Гитлер неоднократно предсказывал, что в Испании «скоро снова произойдет революция»[1856]. По его словам, концом рокового политического развития в Испании станет «взрыв»: «И здесь снова проявляется элементарный закон: паразиты не осознают, что в своей жадности они разрушают почву, на которой стоят»[1857]. В феврале 1945 г. Гитлер самокритично заметил, что было ошибкой связываться с режимом, «который отнюдь не пользуется моими симпатиями, с режимом плутократических эксплуататоров под мелочной опекой попов!» Непростительная ошибка Франко в том, что он после окончания гражданской войны не сумел примирить испанский народ, «что он устранил фалангистов, которым Испания обязана оказанной нами помощью, и что он относился к бывшим противникам, далеко не все из которых были настоящими красными, как к бандитам. Нельзя назвать решением, когда половина страны ставится вне закона, и это в то время, как меньшинство эксплуататоров обогащается в ущерб всем — с благословения попов. Я уверен, что среди так называемых красных в Испании было очень мало коммунистов. Нас ввели в заблуждение, ведь, зная истинное положение дел, я бы никогда не согласился с тем, что наши самолеты стали бы использоваться для того, чтобы уничтожать голодающих и восстанавливать испанскую знать и черные сутаны в их средневековых привилегиях»[1858].

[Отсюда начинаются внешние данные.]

//! Token sets: named values substituted into declaration templates.

use std::borrow::Cow;
use std::collections::BTreeMap;

use crate::template::{Template, UNIT, VALUE};

/// Named token values produced by a resolver.
#[derive(Debug, Clone, Default, PartialEq, Eq)]
pub struct TokenSet {
    values: BTreeMap<String, String>,
    /// Unit appended to numeric `VALUE`/`VALUE.<SIDE>` tokens when a template
    /// does not place `{{UNIT}}` itself.
    unit_suffix: Option<String>,
}

impl TokenSet {
    pub fn new() -> Self {
        Self::default()
    }

    pub fn insert(&mut self, name: impl Into<String>, value: impl Into<String>) {
        self.values.insert(name.into(), value.into());
    }

    /// Builder-style [`insert`](Self::insert).
    pub fn with(mut self, name: impl Into<String>, value: impl Into<String>) -> Self {
        self.insert(name, value);
        self
    }

    pub fn get(&self, name: &str) -> Option<&str> {
        self.values.get(name).map(String::as_str)
    }

    pub fn set_unit_suffix(&mut self, unit: Option<String>) {
        self.unit_suffix = unit.filter(|u| !u.is_empty());
    }

    pub fn is_empty(&self) -> bool {
        self.values.is_empty()
    }

    /// Substitute this set's tokens into `template`.
    pub fn render(&self, template: &Template) -> String {
        let suffix = self
            .unit_suffix
            .as_deref()
            .filter(|_| !template.contains(UNIT));

        template.render(|name| {
            let value = self.values.get(name)?;
            match suffix {
                Some(unit) if is_value_token(name) && value.parse::<f64>().is_ok() => {
                    Some(Cow::Owned(format!("{value}{unit}")))
                }
                _ => Some(Cow::Borrowed(value.as_str())),
            }
        })
    }
}

fn is_value_token(name: &str) -> bool {
    name == VALUE || name.strip_prefix(VALUE).is_some_and(|rest| rest.starts_with('.'))
}

#[cfg(test)]
mod tests {
    use super::*;

    #[test]
    fn test_render_plain() {
        let tokens = TokenSet::new().with("VALUE", "#fff");
        assert_eq!(tokens.render(&Template::parse("color: {{VALUE}};")), "color: #fff;");
    }

    #[test]
    fn test_unknown_token_is_verbatim() {
        let tokens = TokenSet::new().with("VALUE", "1");
        assert_eq!(tokens.render(&Template::parse("x: {{OTHER}};")), "x: {{OTHER}};");
    }

    #[test]
    fn test_unit_suffix_without_unit_token() {
        let mut tokens = TokenSet::new().with("VALUE", "10").with("UNIT", "px");
        tokens.set_unit_suffix(Some("px".into()));
        assert_eq!(tokens.render(&Template::parse("width: {{VALUE}};")), "width: 10px;");
    }

    #[test]
    fn test_unit_token_disables_suffix() {
        let mut tokens = TokenSet::new().with("VALUE", "10").with("UNIT", "px");
        tokens.set_unit_suffix(Some("px".into()));
        assert_eq!(
            tokens.render(&Template::parse("width: {{VALUE}}{{UNIT}};")),
            "width: 10px;"
        );
    }

    #[test]
    fn test_suffix_skips_non_numeric_values() {
        let mut tokens = TokenSet::new().with("VALUE", "auto").with("VALUE.TOP", "");
        tokens.set_unit_suffix(Some("px".into()));
        assert_eq!(tokens.render(&Template::parse("width: {{VALUE}};")), "width: auto;");
        assert_eq!(tokens.render(&Template::parse("top: {{VALUE.TOP}};")), "top: ;");
    }

    #[test]
    fn test_suffix_applies_to_sides() {
        let mut tokens = TokenSet::new().with("VALUE.TOP", "4");
        tokens.set_unit_suffix(Some("em".into()));
        assert_eq!(tokens.render(&Template::parse("top: {{VALUE.TOP}};")), "top: 4em;");
    }

    #[test]
    fn test_is_value_token() {
        assert!(is_value_token("VALUE"));
        assert!(is_value_token("VALUE.LEFT"));
        assert!(!is_value_token("VALUES"));
        assert!(!is_value_token("UNIT"));
    }
}
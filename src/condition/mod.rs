//! Visibility conditions: pure predicates over a settings tree.

pub mod evaluator;
pub mod model;

pub use evaluator::evaluate;
pub use model::{Clause, Condition, ConditionError, Operator};
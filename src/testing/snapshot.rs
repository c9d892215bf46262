//! Snapshot helpers.
//!
//! Functions that run a widget end to end (schemas, compile, render) and turn
//! the result into plain text suitable for `insta` snapshots and assertions.

use crate::compiler::CssCompiler;
use crate::editor::read_manifest;
use crate::schema::ControlSchema;
use crate::settings::WidgetSettings;
use crate::widget::{RenderContext, Widget};

// ---------------------------------------------------------------------------
// Public API
// ---------------------------------------------------------------------------

/// Compile a widget's general and style CSS with the default config.
///
/// # Panics
///
/// Panics if the widget's schemas fail to build; widget declarations are
/// fixed at compile time, so a failure is a bug in the test subject.
///
/// # Examples
///
/// ```ignore
/// use widget_style::testing::compile_widget_css;
/// use widget_style::widgets::Spacer;
///
/// let css = compile_widget_css(&Spacer, "s-1", &WidgetSettings::default(), None);
/// assert!(css.contains("height: 50px"));
/// ```
pub fn compile_widget_css(
    widget: &dyn Widget,
    widget_id: &str,
    settings: &WidgetSettings,
    section_id: Option<&str>,
) -> String {
    let (general, style) = schemas(widget);
    let compiler = CssCompiler::default();
    let mut sheet = compiler.compile(widget_id, &general, &settings.general, section_id);
    sheet.extend(compiler.compile(widget_id, &style, &settings.style, section_id));
    sheet.to_string()
}

/// Render a widget's markup.
///
/// # Panics
///
/// Panics if the schemas fail to build or rendering fails.
pub fn render_widget(widget: &dyn Widget, widget_id: &str, settings: &WidgetSettings) -> String {
    let (general, style) = schemas(widget);
    let ctx = RenderContext::new(widget_id, settings, &general, &style);
    match widget.render(&ctx) {
        Ok(html) => html,
        Err(err) => panic!("{} failed to render: {err}", widget.widget_type()),
    }
}

/// Split CSS text into trimmed, non-empty lines.
pub fn css_lines(css: &str) -> Vec<&str> {
    css.lines().map(str::trim).filter(|l| !l.is_empty()).collect()
}

/// The editor panel outline of a schema, one item per line.
pub fn panel_outline(schema: &ControlSchema) -> String {
    read_manifest(&schema.to_manifest())
        .iter()
        .map(ToString::to_string)
        .collect::<Vec<_>>()
        .join("\n")
}

fn schemas(widget: &dyn Widget) -> (ControlSchema, ControlSchema) {
    let general = widget.general_fields();
    let style = widget.style_fields();
    match (general, style) {
        (Ok(general), Ok(style)) => (general, style),
        (Err(err), _) | (_, Err(err)) => {
            panic!("{} declares an invalid schema: {err}", widget.widget_type())
        }
    }
}

// ===========================================================================
// Tests
// ===========================================================================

Какие выводы следуют из изложенной нами позиции Гитлера в отношении социал-демократии и коммунизма, с одной стороны, и фашизма или реакционного режима Франко — с другой? Самый важный результат заключается в том, что было бы ошибкой располагать политическую позицию Гитлера на самом краю правого спектра. Гитлер чувствовал себя гораздо ближе к «красным», как только что было показано на примере Испании, чем к реакционным силам. То, что Гитлер был революционером, не в последнюю очередь демонстрирует анализ его позиции в отношении сталинизма, с одной стороны, и фашизма — с другой: в то время как он восхищался революционной последовательностью, с которой Сталин устранил старые элиты, он критиковал фашизм за то, что тот вступил в сговор с реакционными и капиталистическими силами и оставил им ключевые позиции во власти.